There is also the next big factor of data security where there is a need to understand who’s been looking at what data, and whether or not they were allowed to, while providing the authorization and authentication to the data that we like.

Where is all this information stored at – It is the Enterprise Metadata Warehouse or the Enterprise Metadata Catalog which is the central concept to the next generation of Metadata Management solutions.

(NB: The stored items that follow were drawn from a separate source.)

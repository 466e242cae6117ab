//! JSON file storage backend.
//!
//! Each store keeps the whole collection in memory and mirrors it to a single
//! file holding a JSON array. Every mutation rewrites the entire file; there
//! are no partial writes and no durability guarantee beyond what a plain file
//! write gives.
//!
//! # Locking
//!
//! One `tokio::sync::Mutex` per store guards both the map and the id counter.
//! Every operation holds it for its full duration, file write included, so
//! operations on one store are totally ordered.

use crate::core::entity::{Entity, Named};
use crate::core::error::StorageError;
use crate::core::service::DataService;
use async_trait::async_trait;
use std::collections::BTreeMap;
use std::path::PathBuf;
use tokio::sync::Mutex;

/// Outcome of a closure passed to [`JsonFileStore::modify`]
pub enum Mutation<R> {
    /// The collection changed and must be written back
    Changed(R),
    /// Nothing changed; skip the write
    Unchanged(R),
}

struct StoreState<T> {
    items: BTreeMap<i32, T>,
    next_id: i32,
}

/// File-backed implementation of `DataService<T>`.
///
/// # Example
///
/// ```rust,ignore
/// use ufund::storage::JsonFileStore;
///
/// let toys = JsonFileStore::<Toy>::open("data/toys.json")?;
/// let kite = toys.create(Toy::new(0, "Kite", 3, 4, "outdoor")).await?;
/// ```
pub struct JsonFileStore<T: Entity> {
    path: PathBuf,
    state: Mutex<StoreState<T>>,
}

impl<T: Entity> JsonFileStore<T> {
    /// Load the store from `path`.
    ///
    /// The file must exist and hold a JSON array. The next id is one more
    /// than the largest id found (ids start at 1 for an empty file).
    pub fn open(path: impl Into<PathBuf>) -> Result<Self, StorageError> {
        let path = path.into();
        let bytes = std::fs::read(&path).map_err(|source| StorageError::Read {
            path: path.clone(),
            source,
        })?;
        let loaded: Vec<T> =
            serde_json::from_slice(&bytes).map_err(|source| StorageError::Malformed {
                path: path.clone(),
                source,
            })?;

        let mut items = BTreeMap::new();
        let mut max_id = 0;
        for entity in loaded {
            max_id = max_id.max(entity.id());
            items.insert(entity.id(), entity);
        }

        tracing::info!(
            entity_type = T::entity_type(),
            path = %path.display(),
            count = items.len(),
            "store loaded"
        );

        Ok(Self {
            path,
            state: Mutex::new(StoreState {
                items,
                next_id: max_id + 1,
            }),
        })
    }

    /// Run `f` against the collection inside the store lock.
    ///
    /// The file is rewritten only when `f` reports [`Mutation::Changed`].
    pub async fn modify<R, F>(&self, f: F) -> Result<R, StorageError>
    where
        F: FnOnce(&mut BTreeMap<i32, T>) -> Mutation<R> + Send,
        R: Send,
    {
        let mut state = self.state.lock().await;
        match f(&mut state.items) {
            Mutation::Changed(value) => {
                self.persist(&state.items).await?;
                Ok(value)
            }
            Mutation::Unchanged(value) => Ok(value),
        }
    }

    async fn insert_new(
        &self,
        state: &mut StoreState<T>,
        mut entity: T,
    ) -> Result<T, StorageError> {
        let id = state.next_id;
        state.next_id += 1;

        entity.set_id(id);
        state.items.insert(id, entity.clone());
        // A failed write leaves the entity in memory.
        self.persist(&state.items).await?;

        tracing::debug!(entity_type = T::entity_type(), id, "entity created");
        Ok(entity)
    }

    async fn persist(&self, items: &BTreeMap<i32, T>) -> Result<(), StorageError> {
        let snapshot: Vec<&T> = items.values().collect();
        let bytes = serde_json::to_vec(&snapshot).map_err(|source| StorageError::Encode {
            what: T::entity_type(),
            source,
        })?;
        tokio::fs::write(&self.path, bytes)
            .await
            .map_err(|source| StorageError::Write {
                path: self.path.clone(),
                source,
            })
    }
}

impl<T: Named> JsonFileStore<T> {
    /// Entities whose name contains `text` (case-sensitive); all when `None`
    pub async fn find(&self, text: Option<&str>) -> Vec<T> {
        let state = self.state.lock().await;
        state
            .items
            .values()
            .filter(|entity| entity.name_contains(text))
            .cloned()
            .collect()
    }

    /// Create `entity` unless one with exactly the same name is stored.
    ///
    /// The name check and the insert happen under the same lock. Returns
    /// `None` on a name conflict, without writing.
    pub async fn create_named(&self, entity: T) -> Result<Option<T>, StorageError> {
        let mut state = self.state.lock().await;
        if state
            .items
            .values()
            .any(|existing| existing.name() == entity.name())
        {
            return Ok(None);
        }
        self.insert_new(&mut state, entity).await.map(Some)
    }
}

#[async_trait]
impl<T: Entity> DataService<T> for JsonFileStore<T> {
    async fn list(&self) -> Vec<T> {
        let state = self.state.lock().await;
        state.items.values().cloned().collect()
    }

    async fn get(&self, id: i32) -> Option<T> {
        let state = self.state.lock().await;
        state.items.get(&id).cloned()
    }

    async fn create(&self, entity: T) -> Result<T, StorageError> {
        let mut state = self.state.lock().await;
        self.insert_new(&mut state, entity).await
    }

    async fn update(&self, entity: T) -> Result<Option<T>, StorageError> {
        let mut state = self.state.lock().await;
        if !state.items.contains_key(&entity.id()) {
            return Ok(None);
        }

        state.items.insert(entity.id(), entity.clone());
        self.persist(&state.items).await?;
        Ok(Some(entity))
    }

    async fn delete(&self, id: i32) -> Result<bool, StorageError> {
        let mut state = self.state.lock().await;
        if state.items.remove(&id).is_none() {
            return Ok(false);
        }

        self.persist(&state.items).await?;
        Ok(true)
    }
}

#[cfg(test)]
mod tests {
    use super::*;
    use crate::entities::{Toy, User};
    use std::path::Path;
    use tempfile::TempDir;

    fn seeded(dir: &TempDir, file: &str, contents: &str) -> PathBuf {
        let path = dir.path().join(file);
        std::fs::write(&path, contents).unwrap();
        path
    }

    fn read_toys(path: &Path) -> Vec<Toy> {
        serde_json::from_slice(&std::fs::read(path).unwrap()).unwrap()
    }

    #[test]
    fn test_open_missing_file_fails() {
        let dir = TempDir::new().unwrap();
        let result = JsonFileStore::<Toy>::open(dir.path().join("missing.json"));
        assert!(matches!(result, Err(StorageError::Read { .. })));
    }

    #[test]
    fn test_open_malformed_file_fails() {
        let dir = TempDir::new().unwrap();
        let path = seeded(&dir, "toys.json", "{not json");
        let result = JsonFileStore::<Toy>::open(path);
        assert!(matches!(result, Err(StorageError::Malformed { .. })));
    }

    #[tokio::test]
    async fn test_ids_start_at_one_and_ignore_client_id() {
        let dir = TempDir::new().unwrap();
        let store = JsonFileStore::<Toy>::open(seeded(&dir, "toys.json", "[]")).unwrap();

        let first = store.create(Toy::new(42, "Kite", 1, 4, "outdoor")).await.unwrap();
        let second = store.create(Toy::new(1, "Ball", 1, 2, "sport")).await.unwrap();
        let third = store.create(Toy::new(-7, "Top", 1, 1, "classic")).await.unwrap();

        assert_eq!(first.id, 1);
        assert_eq!(second.id, 2);
        assert_eq!(third.id, 3);
    }

    #[tokio::test]
    async fn test_next_id_follows_largest_loaded_id() {
        let dir = TempDir::new().unwrap();
        let path = seeded(
            &dir,
            "users.json",
            r#"[{"name":"ada","id":3},{"name":"grace","id":9}]"#,
        );
        let store = JsonFileStore::<User>::open(path).unwrap();

        let created = store.create(User::new(0, "linus")).await.unwrap();
        assert_eq!(created.id, 10);
    }

    #[tokio::test]
    async fn test_two_instances_keep_separate_counters() {
        let dir = TempDir::new().unwrap();
        let a = JsonFileStore::<Toy>::open(seeded(&dir, "a.json", "[]")).unwrap();
        let b = JsonFileStore::<Toy>::open(seeded(&dir, "b.json", "[]")).unwrap();

        a.create(Toy::new(0, "Kite", 1, 4, "outdoor")).await.unwrap();
        a.create(Toy::new(0, "Ball", 1, 2, "sport")).await.unwrap();
        let from_b = b.create(Toy::new(0, "Top", 1, 1, "classic")).await.unwrap();

        assert_eq!(from_b.id, 1);
    }

    #[tokio::test]
    async fn test_mutations_rewrite_file() {
        let dir = TempDir::new().unwrap();
        let path = seeded(&dir, "toys.json", "[]");
        let store = JsonFileStore::<Toy>::open(&path).unwrap();

        let kite = store.create(Toy::new(0, "Kite", 1, 4, "outdoor")).await.unwrap();
        store.create(Toy::new(0, "Ball", 1, 2, "sport")).await.unwrap();
        assert_eq!(read_toys(&path).len(), 2);

        let mut changed = kite.clone();
        changed.quantity = 8;
        store.update(changed).await.unwrap();
        assert_eq!(read_toys(&path)[0].quantity, 8);

        assert!(store.delete(kite.id).await.unwrap());
        let on_disk = read_toys(&path);
        assert_eq!(on_disk.len(), 1);
        assert_eq!(on_disk[0].name, "Ball");
    }

    #[tokio::test]
    async fn test_reload_sees_persisted_entities() {
        let dir = TempDir::new().unwrap();
        let path = seeded(&dir, "toys.json", "[]");
        {
            let store = JsonFileStore::<Toy>::open(&path).unwrap();
            store.create(Toy::new(0, "Kite", 1, 4, "outdoor")).await.unwrap();
        }

        let reopened = JsonFileStore::<Toy>::open(&path).unwrap();
        assert_eq!(reopened.get(1).await.unwrap().name, "Kite");
        let next = reopened.create(Toy::new(0, "Ball", 1, 2, "sport")).await.unwrap();
        assert_eq!(next.id, 2);
    }

    #[tokio::test]
    async fn test_get_missing_is_none() {
        let dir = TempDir::new().unwrap();
        let store = JsonFileStore::<Toy>::open(seeded(&dir, "toys.json", "[]")).unwrap();
        assert!(store.get(999).await.is_none());
    }

    #[tokio::test]
    async fn test_update_missing_returns_none_and_keeps_file() {
        let dir = TempDir::new().unwrap();
        let path = seeded(&dir, "toys.json", "[]");
        let store = JsonFileStore::<Toy>::open(&path).unwrap();

        let result = store.update(Toy::new(5, "Ghost", 1, 1, "none")).await.unwrap();
        assert!(result.is_none());
        assert!(store.list().await.is_empty());
    }

    #[tokio::test]
    async fn test_delete_missing_returns_false() {
        let dir = TempDir::new().unwrap();
        let store = JsonFileStore::<Toy>::open(seeded(&dir, "toys.json", "[]")).unwrap();
        assert!(!store.delete(3).await.unwrap());
    }

    #[tokio::test]
    async fn test_list_is_ordered_by_id() {
        let dir = TempDir::new().unwrap();
        let path = seeded(
            &dir,
            "users.json",
            r#"[{"name":"c","id":7},{"name":"a","id":2},{"name":"b","id":4}]"#,
        );
        let store = JsonFileStore::<User>::open(path).unwrap();

        let ids: Vec<i32> = store.list().await.iter().map(|u| u.id).collect();
        assert_eq!(ids, vec![2, 4, 7]);
    }

    #[tokio::test]
    async fn test_find_is_case_sensitive_substring() {
        let dir = TempDir::new().unwrap();
        let store = JsonFileStore::<Toy>::open(seeded(&dir, "toys.json", "[]")).unwrap();
        store.create(Toy::new(0, "Stunt Kite", 1, 4, "outdoor")).await.unwrap();
        store.create(Toy::new(0, "kite string", 1, 1, "outdoor")).await.unwrap();
        store.create(Toy::new(0, "Ball", 1, 2, "sport")).await.unwrap();

        let found = store.find(Some("Kite")).await;
        assert_eq!(found.len(), 1);
        assert_eq!(found[0].name, "Stunt Kite");

        assert_eq!(store.find(None).await.len(), 3);
        assert!(store.find(Some("zzz")).await.is_empty());
    }

    #[tokio::test]
    async fn test_create_named_refuses_exact_name_only() {
        let dir = TempDir::new().unwrap();
        let store = JsonFileStore::<Toy>::open(seeded(&dir, "toys.json", "[]")).unwrap();

        let kite = store.create_named(Toy::new(0, "Kite", 1, 4, "outdoor")).await.unwrap();
        assert_eq!(kite.unwrap().id, 1);
        assert!(store.create_named(Toy::new(0, "Kite", 3, 1, "sport")).await.unwrap().is_none());
        assert!(store.create_named(Toy::new(0, "Kite 2", 1, 1, "sport")).await.unwrap().is_some());
        assert_eq!(store.list().await.len(), 2);
    }

    #[tokio::test(flavor = "multi_thread", worker_threads = 4)]
    async fn test_concurrent_same_name_creates_store_one() {
        use std::sync::Arc;

        let dir = TempDir::new().unwrap();
        let store =
            Arc::new(JsonFileStore::<User>::open(seeded(&dir, "users.json", "[]")).unwrap());

        let mut handles = Vec::new();
        for _ in 0..10 {
            let store = store.clone();
            handles.push(tokio::spawn(async move {
                store.create_named(User::new(0, "grace")).await.unwrap().is_some()
            }));
        }

        let mut created = 0;
        for handle in handles {
            if handle.await.unwrap() {
                created += 1;
            }
        }
        assert_eq!(created, 1);
        assert_eq!(store.list().await.len(), 1);
    }

    #[tokio::test]
    async fn test_modify_unchanged_skips_write() {
        let dir = TempDir::new().unwrap();
        let path = seeded(&dir, "toys.json", "[]");
        let store = JsonFileStore::<Toy>::open(&path).unwrap();

        // Drop the backing file: a write would recreate it.
        std::fs::remove_file(&path).unwrap();
        let seen = store
            .modify(|items| Mutation::Unchanged(items.len()))
            .await
            .unwrap();

        assert_eq!(seen, 0);
        assert!(!path.exists());
    }

    #[tokio::test]
    async fn test_failed_write_keeps_entity_in_memory() {
        let dir = TempDir::new().unwrap();
        let path = seeded(&dir, "toys.json", "[]");
        let store = JsonFileStore::<Toy>::open(&path).unwrap();

        // Replace the file with a directory so the rewrite fails.
        std::fs::remove_file(&path).unwrap();
        std::fs::create_dir(&path).unwrap();

        let result = store.create(Toy::new(0, "Kite", 1, 4, "outdoor")).await;
        assert!(matches!(result, Err(StorageError::Write { .. })));
        assert_eq!(store.get(1).await.unwrap().name, "Kite");
    }

    #[tokio::test]
    async fn test_concurrent_creates_get_unique_ids() {
        use std::sync::Arc;

        let dir = TempDir::new().unwrap();
        let store =
            Arc::new(JsonFileStore::<Toy>::open(seeded(&dir, "toys.json", "[]")).unwrap());

        let mut handles = Vec::new();
        for i in 0..10 {
            let store = store.clone();
            handles.push(tokio::spawn(async move {
                store
                    .create(Toy::new(0, format!("toy-{i}"), 1, 1, "bulk"))
                    .await
                    .unwrap()
                    .id
            }));
        }

        let mut ids = Vec::new();
        for handle in handles {
            ids.push(handle.await.unwrap());
        }
        ids.sort_unstable();
        assert_eq!(ids, (1..=10).collect::<Vec<_>>());
    }
}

Retrospective View of Metadata Management vis-à-vis the Next-Gen Solutions

If we have to briefly compare the evolution of metadata management, it is the coalescing of next-gen technologies including machine learning with the policy driven era of data governance. The entire core intelligence of platforms relies on the metadata warehouse and the below snapshot can articulate this aspect:

pic2

In the next part of the series, we take a detailed look at the need to have an enterprise wide catalog.

Related Post:

Part 2: The Next Generation of Metadata Management (Part 2)

Comments

  • Mayank Srivastava

    Good article. But not very convinced by the pillars of data governance. I am not sure why you considered metadata and business glossary separately. Business glossary itself is a business metadata. Secondly, for a better data governance, my suggestion would be to refer to the DAMA DMBOK and consider adding all of the items into the structure. I really like the idea of using the Big Data technologies and capability of machine learning for metadata management, Something which i have been advocating for sometime.

    • Kris Meukens

      There is no such thing as “business metadata”. To business, it are all just data. The need for multiple meta levels arises when building information technology solutions. Metadata is often said to be “data about data”, but that is misleading. Some data provides the means to define the “semantics” and “structure” of other data. Hence my definition of metadata: metadata is data that has been selected to be made machine understandable and which consequently defines, describes, explains and/or locates the structures that “contain” other data, and contributes to the utility of data throughout its lifecycle.